═════ DATA FOR THE TASK ═════

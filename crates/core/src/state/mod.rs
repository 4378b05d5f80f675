//! Persistence of layer parameters.
//!
//! Stores never fail towards their callers: a missing or corrupt entry loads
//! as an empty map and a failed write is logged and forgotten. Saving never
//! touches the disk on the caller's thread.

use std::{
    collections::HashMap,
    fs,
    path::{Path, PathBuf},
    thread::{self, JoinHandle},
};

use crossbeam_channel::{bounded, unbounded, Receiver, Sender};
use serde_json::{Map, Value};

use crate::{ParamMap, Result};

/// Key/value store for per-layer parameter maps.
pub trait StateStore {
    /// Returns whatever is stored for `layer_id`, or an empty map.
    fn load(&self, layer_id: &str) -> ParamMap;

    /// Records the full parameter map of a layer. Fire-and-forget: never
    /// blocks on storage and never reports failure.
    fn save(&mut self, layer_id: &str, params: &ParamMap);

    /// Blocks until earlier saves have reached storage.
    fn flush(&mut self) {}
}

/// In-memory store holding the serialized JSON text of each entry, the way
/// a browser-style storage backend would.
#[derive(Debug, Default, Clone)]
pub struct MemoryStore {
    entries: HashMap<String, String>,
}

impl MemoryStore {
    pub fn new() -> Self {
        Self::default()
    }

    /// Seeds an entry with raw text, valid JSON or not.
    pub fn insert_raw(&mut self, layer_id: impl Into<String>, text: impl Into<String>) {
        self.entries.insert(layer_id.into(), text.into());
    }

    pub fn raw(&self, layer_id: &str) -> Option<&str> {
        self.entries.get(layer_id).map(String::as_str)
    }
}

impl StateStore for MemoryStore {
    fn load(&self, layer_id: &str) -> ParamMap {
        let Some(text) = self.entries.get(layer_id) else {
            return ParamMap::new();
        };
        match serde_json::from_str::<Value>(text) {
            Ok(value) => ParamMap::from_json(&value),
            Err(err) => {
                tracing::warn!(layer = layer_id, error = %err, "discarding malformed stored state");
                ParamMap::new()
            }
        }
    }

    fn save(&mut self, layer_id: &str, params: &ParamMap) {
        self.entries
            .insert(layer_id.to_string(), params.to_json().to_string());
    }
}

/// Store backed by a single JSON document of the form
/// `{ "<layer id>": { "<key>": <value>, ... }, ... }`.
///
/// The document is read once on open. Saves update the in-memory copy and
/// hand a snapshot to a background writer thread, which rewrites the file.
/// Snapshots that queue up while a write is in progress collapse into the
/// newest one. Dropping the store waits for pending writes.
#[derive(Debug)]
pub struct JsonFileStore {
    path: PathBuf,
    document: Map<String, Value>,
    writer: Option<StateWriter>,
}

#[derive(Debug)]
struct StateWriter {
    requests: Sender<WriteRequest>,
    handle: JoinHandle<()>,
}

#[derive(Debug)]
enum WriteRequest {
    Snapshot(Map<String, Value>),
    Flush(Sender<()>),
}

impl JsonFileStore {
    /// Opens the store. A missing file starts empty; unreadable or
    /// malformed content is logged and also starts empty.
    pub fn open(path: impl Into<PathBuf>) -> Self {
        let path = path.into();
        let document = match read_document(&path) {
            Ok(Some(document)) => document,
            Ok(None) => Map::new(),
            Err(err) => {
                tracing::warn!(path = %path.display(), error = %err, "ignoring unreadable state file");
                Map::new()
            }
        };
        let writer = StateWriter::spawn(path.clone());
        Self {
            path,
            document,
            writer,
        }
    }

    pub fn path(&self) -> &Path {
        &self.path
    }
}

impl StateStore for JsonFileStore {
    fn load(&self, layer_id: &str) -> ParamMap {
        self.document
            .get(layer_id)
            .map(ParamMap::from_json)
            .unwrap_or_default()
    }

    fn save(&mut self, layer_id: &str, params: &ParamMap) {
        self.document.insert(layer_id.to_string(), params.to_json());
        let snapshot = self.document.clone();
        match &self.writer {
            Some(writer) => {
                if writer.requests.send(WriteRequest::Snapshot(snapshot)).is_err() {
                    tracing::warn!(path = %self.path.display(), "state writer is gone; dropping save");
                }
            }
            None => write_document(&self.path, &snapshot),
        }
    }

    fn flush(&mut self) {
        let Some(writer) = &self.writer else {
            return;
        };
        let (done, finished) = bounded(1);
        if writer.requests.send(WriteRequest::Flush(done)).is_ok() {
            let _ = finished.recv();
        }
    }
}

impl Drop for JsonFileStore {
    fn drop(&mut self) {
        if let Some(StateWriter { requests, handle }) = self.writer.take() {
            drop(requests);
            if handle.join().is_err() {
                tracing::warn!(path = %self.path.display(), "state writer panicked");
            }
        }
    }
}

impl StateWriter {
    /// Starts the writer thread. If the thread can not be spawned the store
    /// falls back to writing on the caller's thread.
    fn spawn(path: PathBuf) -> Option<Self> {
        let (requests, inbox) = unbounded();
        let spawned = thread::Builder::new()
            .name("state-writer".to_string())
            .spawn(move || run_writer(&path, inbox));
        match spawned {
            Ok(handle) => Some(Self { requests, handle }),
            Err(err) => {
                tracing::warn!(error = %err, "could not start state writer; saving inline");
                None
            }
        }
    }
}

fn run_writer(path: &Path, inbox: Receiver<WriteRequest>) {
    while let Ok(request) = inbox.recv() {
        let mut latest = None;
        let mut waiting = Vec::new();
        for request in std::iter::once(request).chain(inbox.try_iter()) {
            match request {
                WriteRequest::Snapshot(document) => latest = Some(document),
                WriteRequest::Flush(done) => waiting.push(done),
            }
        }
        if let Some(document) = latest {
            write_document(path, &document);
        }
        for done in waiting {
            let _ = done.send(());
        }
    }
}

fn write_document(path: &Path, document: &Map<String, Value>) {
    if let Err(err) = try_write_document(path, document) {
        tracing::warn!(path = %path.display(), error = %err, "failed to persist layer state");
    }
}

fn try_write_document(path: &Path, document: &Map<String, Value>) -> Result<()> {
    if let Some(parent) = path.parent() {
        if !parent.as_os_str().is_empty() {
            fs::create_dir_all(parent)?;
        }
    }
    let text = serde_json::to_string_pretty(document)?;
    fs::write(path, text)?;
    Ok(())
}

fn read_document(path: &Path) -> Result<Option<Map<String, Value>>> {
    if !path.exists() {
        return Ok(None);
    }
    let text = fs::read_to_string(path)?;
    match serde_json::from_str::<Value>(&text)? {
        Value::Object(document) => Ok(Some(document)),
        _ => Err("state file must contain a JSON object".into()),
    }
}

═════

WHAT YOU NEED TO DO:
Extract all of the data above and output it character for character.

RESPONSE AREA:
filename crates/core/src/state/mod.rs
repository 4378b05d5f80f675
//! Persistence of layer parameters.
//!
//! Stores never fail towards their callers: a missing or corrupt entry loads
//! as an empty map and a failed write is logged and forgotten. Saving never
//! touches the disk on the caller's thread.

use std::{
    collections::HashMap,
    fs,
    path::{Path, PathBuf},
    thread::{self, JoinHandle},
};

use crossbeam_channel::{bounded, unbounded, Receiver, Sender};
use serde_json::{Map, Value};

use crate::{ParamMap, Result};

/// Key/value store for per-layer parameter maps.
pub trait StateStore {
    /// Returns whatever is stored for `layer_id`, or an empty map.
    fn load(&self, layer_id: &str) -> ParamMap;

    /// Records the full parameter map of a layer. Fire-and-forget: never
    /// blocks on storage and never reports failure.
    fn save(&mut self, layer_id: &str, params: &ParamMap);

    /// Blocks until earlier saves have reached storage.
    fn flush(&mut self) {}
}

/// In-memory store holding the serialized JSON text of each entry, the way
/// a browser-style storage backend would.
#[derive(Debug, Default, Clone)]
pub struct MemoryStore {
    entries: HashMap<String, String>,
}

impl MemoryStore {
    pub fn new() -> Self {
        Self::default()
    }

    /// Seeds an entry with raw text, valid JSON or not.
    pub fn insert_raw(&mut self, layer_id: impl Into<String>, text: impl Into<String>) {
        self.entries.insert(layer_id.into(), text.into());
    }

    pub fn raw(&self, layer_id: &str) -> Option<&str> {
        self.entries.get(layer_id).map(String::as_str)
    }
}

impl StateStore for MemoryStore {
    fn load(&self, layer_id: &str) -> ParamMap {
        let Some(text) = self.entries.get(layer_id) else {
            return ParamMap::new();
        };
        match serde_json::from_str::<Value>(text) {
            Ok(value) => ParamMap::from_json(&value),
            Err(err) => {
                tracing::warn!(layer = layer_id, error = %err, "discarding malformed stored state");
                ParamMap::new()
            }
        }
    }

    fn save(&mut self, layer_id: &str, params: &ParamMap) {
        self.entries
            .insert(layer_id.to_string(), params.to_json().to_string());
    }
}

/// Store backed by a single JSON document of the form
/// `{ "<layer id>": { "<key>": <value>, ... }, ... }`.
///
/// The document is read once on open. Saves update the in-memory copy and
/// hand a snapshot to a background writer thread, which rewrites the file.
/// Snapshots that queue up while a write is in progress collapse into the
/// newest one. Dropping the store waits for pending writes.
#[derive(Debug)]
pub struct JsonFileStore {
    path: PathBuf,
    document: Map<String, Value>,
    writer: Option<StateWriter>,
}

#[derive(Debug)]
struct StateWriter {
    requests: Sender<WriteRequest>,
    handle: JoinHandle<()>,
}

#[derive(Debug)]
enum WriteRequest {
    Snapshot(Map<String, Value>),
    Flush(Sender<()>),
}

impl JsonFileStore {
    /// Opens the store. A missing file starts empty; unreadable or
    /// malformed content is logged and also starts empty.
    pub fn open(path: impl Into<PathBuf>) -> Self {
        let path = path.into();
        let document = match read_document(&path) {
            Ok(Some(document)) => document,
            Ok(None) => Map::new(),
            Err(err) => {
                tracing::warn!(path = %path.display(), error = %err, "ignoring unreadable state file");
                Map::new()
            }
        };
        let writer = StateWriter::spawn(path.clone());
        Self {
            path,
            document,
            writer,
        }
    }

    pub fn path(&self) -> &Path {
        &self.path
    }
}

impl StateStore for JsonFileStore {
    fn load(&self, layer_id: &str) -> ParamMap {
        self.document
            .get(layer_id)
            .map(ParamMap::from_json)
            .unwrap_or_default()
    }

    fn save(&mut self, layer_id: &str, params: &ParamMap) {
        self.document.insert(layer_id.to_string(), params.to_json());
        let snapshot = self.document.clone();
        match &self.writer {
            Some(writer) => {
                if writer.requests.send(WriteRequest::Snapshot(snapshot)).is_err() {
                    tracing::warn!(path = %self.path.display(), "state writer is gone; dropping save");
                }
            }
            None => write_document(&self.path, &snapshot),
        }
    }

    fn flush(&mut self) {
        let Some(writer) = &self.writer else {
            return;
        };
        let (done, finished) = bounded(1);
        if writer.requests.send(WriteRequest::Flush(done)).is_ok() {
            let _ = finished.recv();
        }
    }
}

impl Drop for JsonFileStore {
    fn drop(&mut self) {
        if let Some(StateWriter { requests, handle }) = self.writer.take() {
            drop(requests);
            if handle.join().is_err() {
                tracing::warn!(path = %self.path.display(), "state writer panicked");
            }
        }
    }
}

impl StateWriter {
    /// Starts the writer thread. If the thread can not be spawned the store
    /// falls back to writing on the caller's thread.
    fn spawn(path: PathBuf) -> Option<Self> {
        let (requests, inbox) = unbounded();
        let spawned = thread::Builder::new()
            .name("state-writer".to_string())
            .spawn(move || run_writer(&path, inbox));
        match spawned {
            Ok(handle) => Some(Self { requests, handle }),
            Err(err) => {
                tracing::warn!(error = %err, "could not start state writer; saving inline");
                None
            }
        }
    }
}

fn run_writer(path: &Path, inbox: Receiver<WriteRequest>) {
    while let Ok(request) = inbox.recv() {
        let mut latest = None;
        let mut waiting = Vec::new();
        for request in std::iter::once(request).chain(inbox.try_iter()) {
            match request {
                WriteRequest::Snapshot(document) => latest = Some(document),
                WriteRequest::Flush(done) => waiting.push(done),
            }
        }
        if let Some(document) = latest {
            write_document(path, &document);
        }
        for done in waiting {
            let _ = done.send(());
        }
    }
}

fn write_document(path: &Path, document: &Map<String, Value>) {
    if let Err(err) = try_write_document(path, document) {
        tracing::warn!(path = %path.display(), error = %err, "failed to persist layer state");
    }
}

fn try_write_document(path: &Path, document: &Map<String, Value>) -> Result<()> {
    if let Some(parent) = path.parent() {
        if !parent.as_os_str().is_empty() {
            fs::create_dir_all(parent)?;
        }
    }
    let text = serde_json::to_string_pretty(document)?;
    fs::write(path, text)?;
    Ok(())
}

fn read_document(path: &Path) -> Result<Option<Map<String, Value>>> {
    if !path.exists() {
        return Ok(None);
    }
    let text = fs::read_to_string(path)?;
    match serde_json::from_str::<Value>(&text)? {
        Value::Object(document) => Ok(Some(document)),
        _ => Err("state file must contain a JSON object".into()),
    }
}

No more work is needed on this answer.